- [The task] Task for the records below: count the lines that contain the word "both" and give only that number.

- [Materials provided]
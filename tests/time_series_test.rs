//! End-to-end tests of the public time series API.

use chrono::{TimeZone, Utc};
use trendrs::time_series::forecasting::ExponentialSmoothingForecaster;
use trendrs::time_series::generation::linear_series;
use trendrs::{
    Frequency, LocalForecaster, MultivariateForecastingModelWrapper, TimeSeries, TimeSeriesBuilder,
};

#[test]
fn test_builder_to_forecast_round_trip() {
    let mut builder = TimeSeriesBuilder::new().name("temperature");
    for i in 0..30 {
        let timestamp = Utc
            .timestamp_opt(1_640_995_200 + i as i64 * 3600, 0)
            .unwrap();
        builder = builder.add_point(timestamp, 15.0 + (i as f64 * 0.3).sin());
    }
    let series = builder.frequency(Frequency::Hourly).build().unwrap();

    let mut model = ExponentialSmoothingForecaster::new(0.5);
    model.fit(&series, None).unwrap();
    let pred = model.predict(6, None).unwrap();

    assert_eq!(pred.len(), 6);
    assert_eq!(pred.component_names(), &["temperature".to_string()]);
    let step = *pred.index().get(0).unwrap() - *series.index().end().unwrap();
    assert_eq!(step, Frequency::Hourly.to_duration());
}

#[test]
fn test_wrapper_over_stacked_series() {
    let trend_up = linear_series(40, 0.0, 1.0).unwrap().with_name("up").unwrap();
    let trend_down = linear_series(40, 100.0, -0.5)
        .unwrap()
        .with_name("down")
        .unwrap();
    let series = trend_up.stack(&trend_down).unwrap();
    assert_eq!(series.n_components(), 2);

    let base = ExponentialSmoothingForecaster::new(0.8).with_trend(0.5);
    let mut wrapper = MultivariateForecastingModelWrapper::new(Box::new(base));
    wrapper.fit(&series, None).unwrap();
    let pred = wrapper.predict(5, Some(&series), None).unwrap();

    // Holt's trend follows each component's own slope.
    let up = pred.values(0).unwrap();
    let down = pred.values(1).unwrap();
    assert!(up.windows(2).all(|w| w[1] > w[0]));
    assert!(down.windows(2).all(|w| w[1] < w[0]));
}

#[test]
fn test_version_is_exposed() {
    assert!(!trendrs::VERSION.is_empty());
}

#[test]
fn test_series_json_round_trip() {
    let series = linear_series(5, 2.0, 0.5).unwrap();
    let json = serde_json::to_string(&series).unwrap();
    let back: TimeSeries = serde_json::from_str(&json).unwrap();
    assert_eq!(back, series);
}
//! Bulk memcpy between scatter/gather vectors (`spec.md` §4.A).
//!
//! Pure byte-slice operations, deliberately decoupled from guest memory so
//! they can be unit tested directly (`spec.md` §8 L1/L2) and so the worker
//! (`worker.rs`) can reuse them for both guest-memory iovecs and the
//! session's bounce buffer. Callers must pre-validate sizes; these panic on
//! an oversized request rather than silently truncating, per §4.A
//! ("behavior on oversized requests is undefined").

use std::cmp::min;

/// Gather-copy `src` into a contiguous buffer. Returns the number of bytes
/// written, which is `min(sum(src lens), dst.len())`.
pub fn gather_copy(src: &[&[u8]], dst: &mut [u8]) -> usize {
    let mut written = 0;
    for seg in src {
        if written >= dst.len() {
            break;
        }
        let n = min(seg.len(), dst.len() - written);
        dst[written..written + n].copy_from_slice(&seg[..n]);
        written += n;
    }
    written
}

/// Scatter-copy a contiguous buffer into `dst`. The inverse of
/// [`gather_copy`]; `L2` holds when `dst`'s shape matches the `src` shape
/// the buffer was gathered from.
pub fn scatter_copy(src: &[u8], dst: &mut [&mut [u8]]) -> usize {
    let mut written = 0;
    for seg in dst.iter_mut() {
        if written >= src.len() {
            break;
        }
        let n = min(seg.len(), src.len() - written);
        seg[..n].copy_from_slice(&src[written..written + n]);
        written += n;
    }
    written
}

/// Total length available across a set of iovec segments.
pub fn total_len(iov: &[&[u8]]) -> usize {
    iov.iter().map(|s| s.len()).sum()
}

pub fn total_len_mut(iov: &[&mut [u8]]) -> usize {
    iov.iter().map(|s| s.len()).sum()
}

/// Copy exactly `len` bytes from `src` to `dst`, each an arbitrarily
/// segmented iovec array. Source and destination cursors advance
/// independently; whichever segment fills first is stepped to the next one,
/// on both sides. Panics (via `assert!`) if either side runs out of room
/// before `len` bytes have moved — the caller is required to have checked
/// `total_len(src) >= len` and the equivalent for `dst`.
pub fn iovec_copy(src: &[&[u8]], dst: &mut [&mut [u8]], len: usize) {
    let mut si = 0usize;
    let mut soff = 0usize;
    let mut di = 0usize;
    let mut doff = 0usize;
    let mut remaining = len;

    while remaining > 0 {
        assert!(si < src.len(), "iovec_copy: source exhausted with bytes remaining");
        assert!(di < dst.len(), "iovec_copy: destination exhausted with bytes remaining");

        let s = &src[si][soff..];
        if s.is_empty() {
            si += 1;
            soff = 0;
            continue;
        }
        let d = &mut dst[di][doff..];
        if d.is_empty() {
            di += 1;
            doff = 0;
            continue;
        }

        let n = min(min(s.len(), d.len()), remaining);
        d[..n].copy_from_slice(&s[..n]);

        soff += n;
        doff += n;
        remaining -= n;

        if soff == src[si].len() {
            si += 1;
            soff = 0;
        }
        if doff == dst[di].len() {
            di += 1;
            doff = 0;
        }
    }
}

#[cfg(test)]
mod tests {
    use super::*;

    fn seg_bufs(shape: &[usize], fill: impl Fn(usize) -> u8) -> Vec<Vec<u8>> {
        let mut counter = 0usize;
        shape
            .iter()
            .map(|&n| {
                let v: Vec<u8> = (0..n)
                    .map(|_| {
                        let b = fill(counter);
                        counter += 1;
                        b
                    })
                    .collect();
                v
            })
            .collect()
    }

    #[test]
    fn gather_then_scatter_is_identity() {
        // L2: gather into a contiguous buffer, then scatter into an iovec
        // array of identical shape, reproduces the original bytes.
        let shape = [3usize, 1, 5, 2];
        let bufs = seg_bufs(&shape, |i| (i % 251) as u8);
        let refs: Vec<&[u8]> = bufs.iter().map(|b| b.as_slice()).collect();
        let total = total_len(&refs);

        let mut flat = vec![0u8; total];
        let written = gather_copy(&refs, &mut flat);
        assert_eq!(written, total);

        let mut out_bufs: Vec<Vec<u8>> = shape.iter().map(|&n| vec![0u8; n]).collect();
        let mut out_refs: Vec<&mut [u8]> = out_bufs.iter_mut().map(|b| b.as_mut_slice()).collect();
        let scattered = scatter_copy(&flat, &mut out_refs);
        assert_eq!(scattered, total);

        for (orig, out) in bufs.iter().zip(out_bufs.iter()) {
            assert_eq!(orig, out);
        }
    }

    #[test]
    fn iovec_roundtrip_survives_misaligned_boundaries() {
        // L1: copy N bytes A -> B, then B -> A, across differently shaped
        // iovecs, reproduces the original content regardless of alignment.
        let a_shape = [7usize, 3, 1];
        let b_shape = [2usize, 4, 5];
        let a_bufs = seg_bufs(&a_shape, |i| (i * 7 % 256) as u8);
        let total: usize = a_shape.iter().sum();
        assert_eq!(total, b_shape.iter().sum::<usize>());

        let mut b_bufs: Vec<Vec<u8>> = b_shape.iter().map(|&n| vec![0u8; n]).collect();
        {
            let a_refs: Vec<&[u8]> = a_bufs.iter().map(|v| v.as_slice()).collect();
            let mut b_refs: Vec<&mut [u8]> = b_bufs.iter_mut().map(|v| v.as_mut_slice()).collect();
            iovec_copy(&a_refs, &mut b_refs, total);
        }

        let mut a2_bufs: Vec<Vec<u8>> = a_shape.iter().map(|&n| vec![0u8; n]).collect();
        {
            let b_refs: Vec<&[u8]> = b_bufs.iter().map(|v| v.as_slice()).collect();
            let mut a2_refs: Vec<&mut [u8]> = a2_bufs.iter_mut().map(|v| v.as_mut_slice()).collect();
            iovec_copy(&b_refs, &mut a2_refs, total);
        }

        for (orig, back) in a_bufs.iter().zip(a2_bufs.iter()) {
            assert_eq!(orig, back);
        }
    }

    #[test]
    #[should_panic(expected = "destination exhausted")]
    fn iovec_copy_panics_on_undersized_dest() {
        let src: Vec<&[u8]> = vec![&[1, 2, 3, 4]];
        let mut d = vec![0u8; 2];
        let mut dst: Vec<&mut [u8]> = vec![&mut d];
        iovec_copy(&src, &mut dst, 4);
    }
}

- [Problem solution] 2